How does social care support older adults’ food and drink-related needs?

Dr Lavinia Bertini (Brighton and Sussex Medical School) and Dr Stacey Rand (University of Kent)

There are an estimated 1.3m people in the UK, aged 65 or over, at risk of malnutrition. This is a major cause of health deterioration and mortality among older people. It is associated with a range of complex interrelated factors, including limited mobility or dexterity, cognitive impairment, social isolation, inaccessibility of shops and food outlets, lack of transport, and low or fixed incomes.

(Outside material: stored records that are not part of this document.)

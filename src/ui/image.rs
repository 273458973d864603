//! Image display with a placeholder fallback
//!
//! Local files (plain paths or `file://` URLs) are rendered directly. Remote
//! `http(s)://` URLs are fetched in the background and kept in an
//! `ImageCache`; until the bytes arrive, or when the fetch fails, the
//! "Image Not Found" placeholder is shown. Stored URLs are never modified.

use iced::widget::{center, column, container, image, text};
use iced::{ContentFit, Element, Length};
use std::collections::HashMap;
use std::path::PathBuf;
use std::time::Duration;

use super::MUTED_COLOR;
use crate::Message;

/// Give up on a remote image after this long
const FETCH_TIMEOUT: Duration = Duration::from_secs(10);

/// Where an image URL can be displayed from
#[derive(Debug, Clone, PartialEq)]
pub enum ImageSource {
    /// A readable file on disk
    File(PathBuf),
    /// An `http://` or `https://` URL to fetch
    Remote(String),
    /// Nothing displayable, show the placeholder
    Unavailable,
}

impl ImageSource {
    pub fn resolve(url: &str) -> Self {
        let url = url.trim();
        if url.starts_with("http://") || url.starts_with("https://") {
            return ImageSource::Remote(url.to_string());
        }

        let path = match url.strip_prefix("file://") {
            Some(path) => PathBuf::from(path),
            None if !url.is_empty() && !url.contains("://") => PathBuf::from(url),
            None => return ImageSource::Unavailable,
        };

        if path.is_file() {
            ImageSource::File(path)
        } else {
            ImageSource::Unavailable
        }
    }
}

/// Fetch state of one remote image
#[derive(Debug, Clone)]
pub enum ImageState {
    Loading,
    Loaded(image::Handle),
    Failed,
}

/// Remote images keyed by their trimmed URL
#[derive(Debug, Default)]
pub struct ImageCache {
    images: HashMap<String, ImageState>,
}

impl ImageCache {
    pub fn new() -> Self {
        Self::default()
    }

    /// Mark `url` as loading if it is remote and not seen before.
    ///
    /// Returns the URL to fetch, or `None` when there is nothing to do.
    pub fn request(&mut self, url: &str) -> Option<String> {
        let ImageSource::Remote(remote) = ImageSource::resolve(url) else {
            return None;
        };
        if self.images.contains_key(&remote) {
            return None;
        }

        self.images.insert(remote.clone(), ImageState::Loading);
        Some(remote)
    }

    /// Record the outcome of a fetch started by [`ImageCache::request`]
    pub fn finish(&mut self, url: String, result: Result<Vec<u8>, String>) {
        let state = match result {
            Ok(bytes) if !bytes.is_empty() => ImageState::Loaded(image::Handle::from_bytes(bytes)),
            Ok(_) => {
                tracing::debug!(%url, "image response was empty");
                ImageState::Failed
            }
            Err(err) => {
                tracing::debug!(%url, error = %err, "image fetch failed");
                ImageState::Failed
            }
        };
        self.images.insert(url, state);
    }

    pub fn get(&self, url: &str) -> Option<&ImageState> {
        self.images.get(url.trim())
    }

    /// Display handle for a remote URL, once it has loaded
    pub fn handle(&self, url: &str) -> Option<&image::Handle> {
        match self.get(url) {
            Some(ImageState::Loaded(handle)) => Some(handle),
            _ => None,
        }
    }
}

/// Download the bytes behind `url`.
///
/// The URL is handed back alongside the result so the cache can be keyed on it.
pub async fn fetch_image(url: String) -> (String, Result<Vec<u8>, String>) {
    let result = fetch_bytes(&url).await.map_err(|err| err.to_string());
    (url, result)
}

async fn fetch_bytes(url: &str) -> Result<Vec<u8>, reqwest::Error> {
    let client = reqwest::Client::builder().timeout(FETCH_TIMEOUT).build()?;
    let response = client.get(url).send().await?.error_for_status()?;
    let bytes = response.bytes().await?;
    Ok(bytes.to_vec())
}

/// Render `url` at the given size, or the placeholder if it can't be shown
pub fn view<'a>(
    url: &'a str,
    cache: &'a ImageCache,
    width: Length,
    height: Length,
    fit: ContentFit,
) -> Element<'a, Message> {
    let handle = match ImageSource::resolve(url) {
        ImageSource::File(path) => image::Handle::from_path(path),
        ImageSource::Remote(_) => match cache.handle(url) {
            Some(handle) => handle.clone(),
            None => return placeholder(url, cache.get(url), width, height),
        },
        ImageSource::Unavailable => return placeholder(url, None, width, height),
    };

    image(handle)
        .width(width)
        .height(height)
        .content_fit(fit)
        .into()
}

fn placeholder<'a>(
    url: &'a str,
    state: Option<&ImageState>,
    width: Length,
    height: Length,
) -> Element<'a, Message> {
    let label = match state {
        Some(ImageState::Loading) => "Loading…",
        _ => "Image Not Found",
    };

    container(center(
        column![
            text(label).size(14).color(MUTED_COLOR),
            text(url).size(11).color(MUTED_COLOR),
        ]
        .spacing(4)
        .padding(8),
    ))
    .width(width)
    .height(height)
    .style(container::rounded_box)
    .into()
}

#[cfg(test)]
mod tests {
    use super::*;
    use std::io::{Read, Write};
    use std::net::TcpListener;

    /// Serve one canned HTTP response on a local port and return its URL
    fn serve_once(response: &'static str) -> String {
        let listener = TcpListener::bind("127.0.0.1:0").unwrap();
        let addr = listener.local_addr().unwrap();
        std::thread::spawn(move || {
            if let Ok((mut stream, _)) = listener.accept() {
                let mut request = [0u8; 1024];
                let _ = stream.read(&mut request);
                let _ = stream.write_all(response.as_bytes());
            }
        });
        format!("http://{addr}/cover.jpg")
    }

    #[test]
    fn test_remote_url_resolves_remote() {
        assert_eq!(
            ImageSource::resolve(" https://example.com/cover.jpg "),
            ImageSource::Remote("https://example.com/cover.jpg".to_string())
        );
        assert_eq!(
            ImageSource::resolve("http://example.com/a.png"),
            ImageSource::Remote("http://example.com/a.png".to_string())
        );
    }

    #[test]
    fn test_other_schemes_are_unavailable() {
        assert_eq!(ImageSource::resolve("ftp://example.com/a.png"), ImageSource::Unavailable);
    }

    #[test]
    fn test_blank_url_is_unavailable() {
        assert_eq!(ImageSource::resolve("   "), ImageSource::Unavailable);
    }

    #[test]
    fn test_missing_file_is_unavailable() {
        let dir = tempfile::tempdir().unwrap();
        let missing = dir.path().join("missing.png");
        assert_eq!(
            ImageSource::resolve(&missing.to_string_lossy()),
            ImageSource::Unavailable
        );
    }

    #[test]
    fn test_local_file_resolves() {
        let dir = tempfile::tempdir().unwrap();
        let path = dir.path().join("cover.png");
        std::fs::write(&path, b"not really a png").unwrap();

        let plain = path.to_string_lossy().to_string();
        assert_eq!(ImageSource::resolve(&plain), ImageSource::File(path.clone()));

        let url = format!("file://{plain}");
        assert_eq!(ImageSource::resolve(&url), ImageSource::File(path));
    }

    #[test]
    fn test_cache_requests_each_remote_url_once() {
        let mut cache = ImageCache::new();
        let url = "https://example.com/cover.jpg";

        assert_eq!(cache.request(url), Some(url.to_string()));
        assert!(matches!(cache.get(url), Some(ImageState::Loading)));
        assert_eq!(cache.request(url), None);
        assert_eq!(cache.request(" https://example.com/cover.jpg\n"), None);

        assert_eq!(cache.request("relative/missing.png"), None);
        assert!(cache.get("relative/missing.png").is_none());
    }

    #[test]
    fn test_cache_loaded_bytes_give_handle() {
        let mut cache = ImageCache::new();
        let url = "https://example.com/cover.jpg";
        cache.request(url);
        cache.finish(url.to_string(), Ok(vec![1, 2, 3]));

        assert!(cache.handle(url).is_some());
        assert_eq!(cache.request(url), None);
    }

    #[test]
    fn test_cache_failed_fetch_falls_back() {
        let mut cache = ImageCache::new();
        let url = "https://example.com/broken.jpg";
        cache.request(url);
        cache.finish(url.to_string(), Err("404 Not Found".to_string()));

        assert!(matches!(cache.get(url), Some(ImageState::Failed)));
        assert!(cache.handle(url).is_none());
        // Failures are not retried within the session
        assert_eq!(cache.request(url), None);
    }

    #[test]
    fn test_cache_empty_body_is_failure() {
        let mut cache = ImageCache::new();
        let url = "https://example.com/empty.jpg";
        cache.request(url);
        cache.finish(url.to_string(), Ok(Vec::new()));
        assert!(matches!(cache.get(url), Some(ImageState::Failed)));
    }

    #[tokio::test]
    async fn test_fetch_image_returns_body() {
        let url = serve_once(
            "HTTP/1.1 200 OK\r\nContent-Type: image/jpeg\r\nContent-Length: 4\r\nConnection: close\r\n\r\njpeg",
        );

        let (fetched_url, result) = fetch_image(url.clone()).await;
        assert_eq!(fetched_url, url);
        assert_eq!(result.unwrap(), b"jpeg".to_vec());
    }

    #[tokio::test]
    async fn test_fetch_image_http_error_is_err() {
        let url = serve_once("HTTP/1.1 404 Not Found\r\nContent-Length: 0\r\nConnection: close\r\n\r\n");

        let (_, result) = fetch_image(url).await;
        assert!(result.is_err());
    }

    #[tokio::test]
    async fn test_fetch_image_unreachable_host_is_err() {
        // Bind then drop to get a port nothing listens on
        let port = TcpListener::bind("127.0.0.1:0").unwrap().local_addr().unwrap().port();

        let (_, result) = fetch_image(format!("http://127.0.0.1:{port}/a.jpg")).await;
        assert!(result.is_err());
    }
}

Community-based social care, especially homecare services, can play an important role in sustaining the health and wellbeing of older people living at home. They can help with the basic tasks of managing nutrition and hydration, but also the personal, social and cultural aspects of food and drink. However, there has been relatively little research into the food and drink-related needs of older adults who use homecare or other community services. In our ongoing study, we have undertaken a scoping literature review to identify the existing evidence and gaps for future research. We have also analysed a national dataset of the food and drink needs of older adults using community-based social care services in England.

In this workshop we will share preliminary findings from this study. In doing so, we will invite engagement and discussion of some of the challenges of how to frame, engage and communicate topics related to food and care, which involves practices and barriers to food that may not typically be considered (e.g. the need for support to eat/drink) in discourse about food.